And in December 2025, Niantic Spatial signed a partnership with Vantor. A defense contractor. The use case? Military drone navigation in GPS-denied environments.
Your Pokemon walks are now training systems that guide military drones through cities where satellites can't reach.
But wait. Didn't they sell Pokemon Go?
Yes. In March 2025, Scopely bought the game for three and a half billion dollars. Scopely, backed by Saudi Arabia's Public Investment Fund.
But here's the detail that matters.
Niantic kept the data. All thirty billion images. All the scans. All the maps. The game was sold. The intelligence was not.
So let's trace the line.
CIA funds Keyhole. Keyhole maps Iraq for the Pentagon. Google buys Keyhole. Hanke builds Niantic inside Google. The CIA showers awards on the man who made it happen. Niantic launches a game that puts a camera in the hand of every player on Earth. Players scan the world for free. The CIA names its spy tools after Pokemon. Niantic builds a centimeter-accurate model of the planet. That model is now being sold to defense contractors.

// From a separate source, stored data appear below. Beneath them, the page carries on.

use std::mem;

use rand::Rng;
use serde::{Deserialize, Serialize};
use tracing::{debug, info};

use crate::deck::Deck;
use crate::errors::GameError;
use crate::logger::{format_hand_id, HandRecord};
use crate::player::{Action, Player, Position};
use crate::round::{BettingRound, HandConfig, Transition};
use crate::rules::BettingLimit;

/// Settings of a heads-up match.
#[derive(Debug, Clone, Copy, Eq, PartialEq, Serialize, Deserialize)]
pub struct GameConfig {
    pub max_hands: u32,
    pub big_blind: u32,
    pub limit: BettingLimit,
    /// Seed for dealing and seat assignment; `None` draws from the OS.
    pub seed: Option<u64>,
}

impl Default for GameConfig {
    fn default() -> Self {
        Self {
            max_hands: 100,
            big_blind: 10,
            limit: BettingLimit::FixedLimit,
            seed: None,
        }
    }
}

/// Outcome of [`HuGame::play`].
#[derive(Debug, Clone, PartialEq, Eq)]
pub struct GameSummary {
    pub hands_played: u32,
    /// Final stacks as `[hero, villain]`.
    pub final_stacks: [u32; 2],
    /// Sum of the hero's per-hand rewards.
    pub hero_total: i64,
    pub records: Vec<HandRecord>,
}

enum Table {
    /// Players between hands, as `[hero, villain]`.
    Idle([Player; 2]),
    InHand(Box<BettingRound>),
    /// Only observable if a round panicked mid-swap.
    Empty,
}

/// A heads-up match: deals hands, alternates the blinds and stops when the
/// hand limit is reached or a player is broke.
pub struct HuGame {
    config: GameConfig,
    table: Table,
    deck: Deck,
    hero_is_big_blind: bool,
    hand_number: u32,
    game_over: bool,
    date: String,
}

impl HuGame {
    pub fn new(config: GameConfig, hero: Player, villain: Player) -> Self {
        let mut deck = match config.seed {
            Some(seed) => Deck::new_with_seed(seed),
            None => Deck::from_entropy(),
        };
        // flipped before the first hand
        let hero_is_big_blind = deck.rng_mut().random_bool(0.5);
        Self {
            config,
            table: Table::Idle([hero, villain]),
            deck,
            hero_is_big_blind,
            hand_number: 0,
            game_over: false,
            date: chrono::Utc::now().format("%Y%m%d").to_string(),
        }
    }

    /// Deals the next hand, posts the blinds and returns the hero's first view.
    pub fn initial_step(&mut self) -> Result<Transition, GameError> {
        if self.game_over {
            return Err(GameError::HandAlreadyComplete);
        }
        let players = match mem::replace(&mut self.table, Table::Empty) {
            Table::Idle(players) => players,
            Table::InHand(round) if round.hand_over() => round.into_players(),
            other => {
                self.table = other;
                return Err(GameError::HandAlreadyStarted);
            }
        };
        let cards = match self.deck.deal_hand() {
            Ok(cards) => cards,
            Err(e) => {
                self.table = Table::Idle(players);
                return Err(e);
            }
        };
        self.hand_number += 1;
        self.hero_is_big_blind = !self.hero_is_big_blind;
        let hero_position = if self.hero_is_big_blind {
            Position::BigBlind
        } else {
            Position::Button
        };
        let hand_config = HandConfig {
            big_blind: self.config.big_blind,
            limit: self.config.limit,
            hand_number: self.hand_number,
        };
        debug!(hand = self.hand_number, hero = %hero_position, "dealing hand");
        let mut round = Box::new(BettingRound::new(hero_position, players, hand_config, cards));
        let result = round.initial_step();
        self.table = Table::InHand(round);
        let transition = result?;
        self.refresh_game_over();
        Ok(transition)
    }

    /// Forwards the hero's action to the current hand.
    pub fn step(&mut self, action: Action) -> Result<Transition, GameError> {
        let round = self.round_mut()?;
        let transition = round.step(action)?;
        self.refresh_game_over();
        Ok(transition)
    }

    /// Plays one full hand with both strategies and returns its record.
    pub fn play_hand(&mut self) -> Result<HandRecord, GameError> {
        self.initial_step()?;
        let round = self.round_mut()?;
        round.play_out()?;
        self.refresh_game_over();
        self.last_record().ok_or(GameError::NoHandInProgress)
    }

    /// Plays hands until the game is over.
    pub fn play(&mut self) -> Result<GameSummary, GameError> {
        let mut records = Vec::new();
        while !self.game_over {
            records.push(self.play_hand()?);
        }
        let final_stacks = self.stacks();
        let hero_total = records.iter().map(|r| r.hero_reward).sum();
        info!(hands = self.hand_number, ?final_stacks, hero_total, "game over");
        Ok(GameSummary {
            hands_played: self.hand_number,
            final_stacks,
            hero_total,
            records,
        })
    }

    fn refresh_game_over(&mut self) {
        let Some(round) = self.round() else {
            return;
        };
        if !round.hand_over() {
            return;
        }
        let broke = round.players().iter().any(|p| p.stack() == 0);
        self.game_over = broke || self.hand_number >= self.config.max_hands;
        if self.game_over {
            debug!(hand = self.hand_number, broke, "game finished");
        }
    }

    /// Restores starting stacks and counters.
    pub fn reset(&mut self) {
        let mut players = match mem::replace(&mut self.table, Table::Empty) {
            Table::Idle(players) => players,
            Table::InHand(round) => round.into_players(),
            Table::Empty => return,
        };
        for p in players.iter_mut() {
            p.reset_stack();
        }
        self.table = Table::Idle(players);
        self.hand_number = 0;
        self.game_over = false;
    }

    pub fn round(&self) -> Option<&BettingRound> {
        match &self.table {
            Table::InHand(round) => Some(round),
            _ => None,
        }
    }

    fn round_mut(&mut self) -> Result<&mut BettingRound, GameError> {
        match &mut self.table {
            Table::InHand(round) => Ok(round),
            _ => Err(GameError::NoHandInProgress),
        }
    }

    /// Record of the hand in progress or just finished.
    pub fn last_record(&self) -> Option<HandRecord> {
        let id = format_hand_id(&self.date, self.hand_number);
        self.round().map(|r| r.record(id, self.config.seed))
    }

    /// Current stacks as `[hero, villain]`.
    pub fn stacks(&self) -> [u32; 2] {
        match &self.table {
            Table::Idle([hero, villain]) => [hero.stack(), villain.stack()],
            Table::InHand(round) => {
                let hero = round.hero_position();
                [round.player(hero).stack(), round.player(hero.other()).stack()]
            }
            Table::Empty => [0, 0],
        }
    }

    pub fn possible_actions(&self) -> Vec<Action> {
        self.round().map(BettingRound::possible_actions).unwrap_or_default()
    }

    pub fn hand_number(&self) -> u32 {
        self.hand_number
    }

    pub fn is_over(&self) -> bool {
        self.game_over
    }

    pub fn config(&self) -> &GameConfig {
        &self.config
    }
}

#[cfg(test)]
mod tests {
    use super::*;
    use crate::errors::GameError;
    use crate::player::{DecisionContext, Strategy};

    struct CallingStation;

    impl Strategy for CallingStation {
        fn name(&self) -> &str {
            "station"
        }

        fn decide(&mut self, legal: &[Action], _ctx: &DecisionContext) -> Result<Action, GameError> {
            for a in [Action::Check, Action::Call, Action::AllIn] {
                if legal.contains(&a) {
                    return Ok(a);
                }
            }
            Ok(legal[0])
        }
    }

    fn game(max_hands: u32, stack: u32) -> HuGame {
        let config = GameConfig {
            max_hands,
            seed: Some(11),
            ..GameConfig::default()
        };
        HuGame::new(
            config,
            Player::new("a", stack, Box::new(CallingStation)),
            Player::new("b", stack, Box::new(CallingStation)),
        )
    }

    #[test]
    fn blinds_alternate() {
        let mut g = game(4, 1_000);
        let mut seats = Vec::new();
        for _ in 0..4 {
            g.play_hand().unwrap();
            seats.push(g.round().unwrap().hero_position());
        }
        assert_ne!(seats[0], seats[1]);
        assert_eq!(seats[0], seats[2]);
        assert!(g.is_over());
    }

    #[test]
    fn chips_are_conserved() {
        let mut g = game(30, 100);
        let summary = g.play().unwrap();
        assert!(summary.hands_played <= 30);
        let total: u32 = summary.final_stacks.iter().sum();
        assert_eq!(total, 200);
        assert_eq!(summary.records.len() as u32, summary.hands_played);
    }

    #[test]
    fn step_without_hand_fails() {
        let mut g = game(1, 100);
        assert_eq!(g.step(Action::Call), Err(GameError::NoHandInProgress));
        g.play().unwrap();
        assert_eq!(g.initial_step(), Err(GameError::HandAlreadyComplete));
        g.reset();
        assert_eq!(g.stacks(), [100, 100]);
        assert!(g.initial_step().is_ok());
    }
}
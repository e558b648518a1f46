use rand::seq::index::sample;
use rand::Rng;

use crate::cards::{full_deck, Card};
use crate::errors::GameError;
use crate::hand::{best_combination, compare_hands};

/// Monte Carlo estimate of how often `hole_cards` wins or ties against one
/// random opponent hand, given the community cards seen so far.
///
/// Each sample completes the board and draws two opponent cards from the
/// cards not already visible. Ties count as wins.
///
/// ```
/// use hupoker_engine::cards::parse_cards;
/// use hupoker_engine::equity::estimate_win_rate;
/// use rand::SeedableRng;
/// use rand_chacha::ChaCha20Rng;
///
/// let hole = parse_cards("Ah As").unwrap();
/// let mut rng = ChaCha20Rng::seed_from_u64(3);
/// let p = estimate_win_rate(500, [hole[0], hole[1]], &[], &mut rng).unwrap();
/// assert!(p > 0.75);
/// ```
pub fn estimate_win_rate<R: Rng + ?Sized>(
    nb_simulations: u32,
    hole_cards: [Card; 2],
    community_cards: &[Card],
    rng: &mut R,
) -> Result<f64, GameError> {
    if nb_simulations == 0 {
        return Err(GameError::InvalidCardCount {
            expected: "at least one simulation".to_string(),
            actual: 0,
        });
    }
    if community_cards.len() > 5 {
        return Err(GameError::InvalidCardCount {
            expected: "0..=5 community cards".to_string(),
            actual: community_cards.len(),
        });
    }
    let mut visible = hole_cards.to_vec();
    visible.extend_from_slice(community_cards);
    let remaining: Vec<Card> = full_deck()
        .into_iter()
        .filter(|c| !visible.contains(c))
        .collect();
    let missing = 5 - community_cards.len();

    let mut wins = 0u32;
    let mut hero = Vec::with_capacity(7);
    let mut villain = Vec::with_capacity(7);
    for _ in 0..nb_simulations {
        let drawn: Vec<Card> = sample(rng, remaining.len(), missing + 2)
            .into_iter()
            .map(|i| remaining[i])
            .collect();
        let (board_fill, opponent) = drawn.split_at(missing);

        hero.clear();
        hero.extend_from_slice(&hole_cards);
        hero.extend_from_slice(community_cards);
        hero.extend_from_slice(board_fill);

        villain.clear();
        villain.extend_from_slice(opponent);
        villain.extend_from_slice(community_cards);
        villain.extend_from_slice(board_fill);

        let (_, mine) = best_combination(&hero)?;
        let (_, theirs) = best_combination(&villain)?;
        if compare_hands(&mine, &theirs).is_ge() {
            wins += 1;
        }
    }
    Ok(f64::from(wins) / f64::from(nb_simulations))
}

#[cfg(test)]
mod tests {
    use super::*;
    use crate::cards::parse_cards;
    use rand::SeedableRng;
    use rand_chacha::ChaCha20Rng;

    #[test]
    fn royal_flush_never_loses() {
        let hole = parse_cards("Ah Kh").unwrap();
        let board = parse_cards("Qh Jh Th 2c 3d").unwrap();
        let mut rng = ChaCha20Rng::seed_from_u64(1);
        let p = estimate_win_rate(200, [hole[0], hole[1]], &board, &mut rng).unwrap();
        assert_eq!(p, 1.0);
    }

    #[test]
    fn seeded_runs_repeat() {
        let hole = parse_cards("7c 2d").unwrap();
        let a = estimate_win_rate(300, [hole[0], hole[1]], &[], &mut ChaCha20Rng::seed_from_u64(9)).unwrap();
        let b = estimate_win_rate(300, [hole[0], hole[1]], &[], &mut ChaCha20Rng::seed_from_u64(9)).unwrap();
        assert_eq!(a, b);
        assert!(a < 0.5);
    }

    #[test]
    fn rejects_bad_inputs() {
        let hole = parse_cards("7c 2d").unwrap();
        let mut rng = ChaCha20Rng::seed_from_u64(9);
        assert!(estimate_win_rate(0, [hole[0], hole[1]], &[], &mut rng).is_err());
        let six = parse_cards("2h 3h 4h 5h 6h 7h").unwrap();
        assert!(estimate_win_rate(10, [hole[0], hole[1]], &six, &mut rng).is_err());
    }
}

And you did it all for a shiny Charizard.
Was Pokemon Go a CIA operation? No. There's no evidence of that.
But was it built by a man whose career started with CIA money and Pentagon mapping? Yes.
Did the CIA award medals to the man who funded it? Yes.
Did the CIA name their surveillance tools after Pokemon? Yes.
Did it collect thirty billion images of the physical world without most players understanding what was happening? Yes.
Is that data now being used for military applications? Yes.
You don't need a conspiracy when the facts are already this clean.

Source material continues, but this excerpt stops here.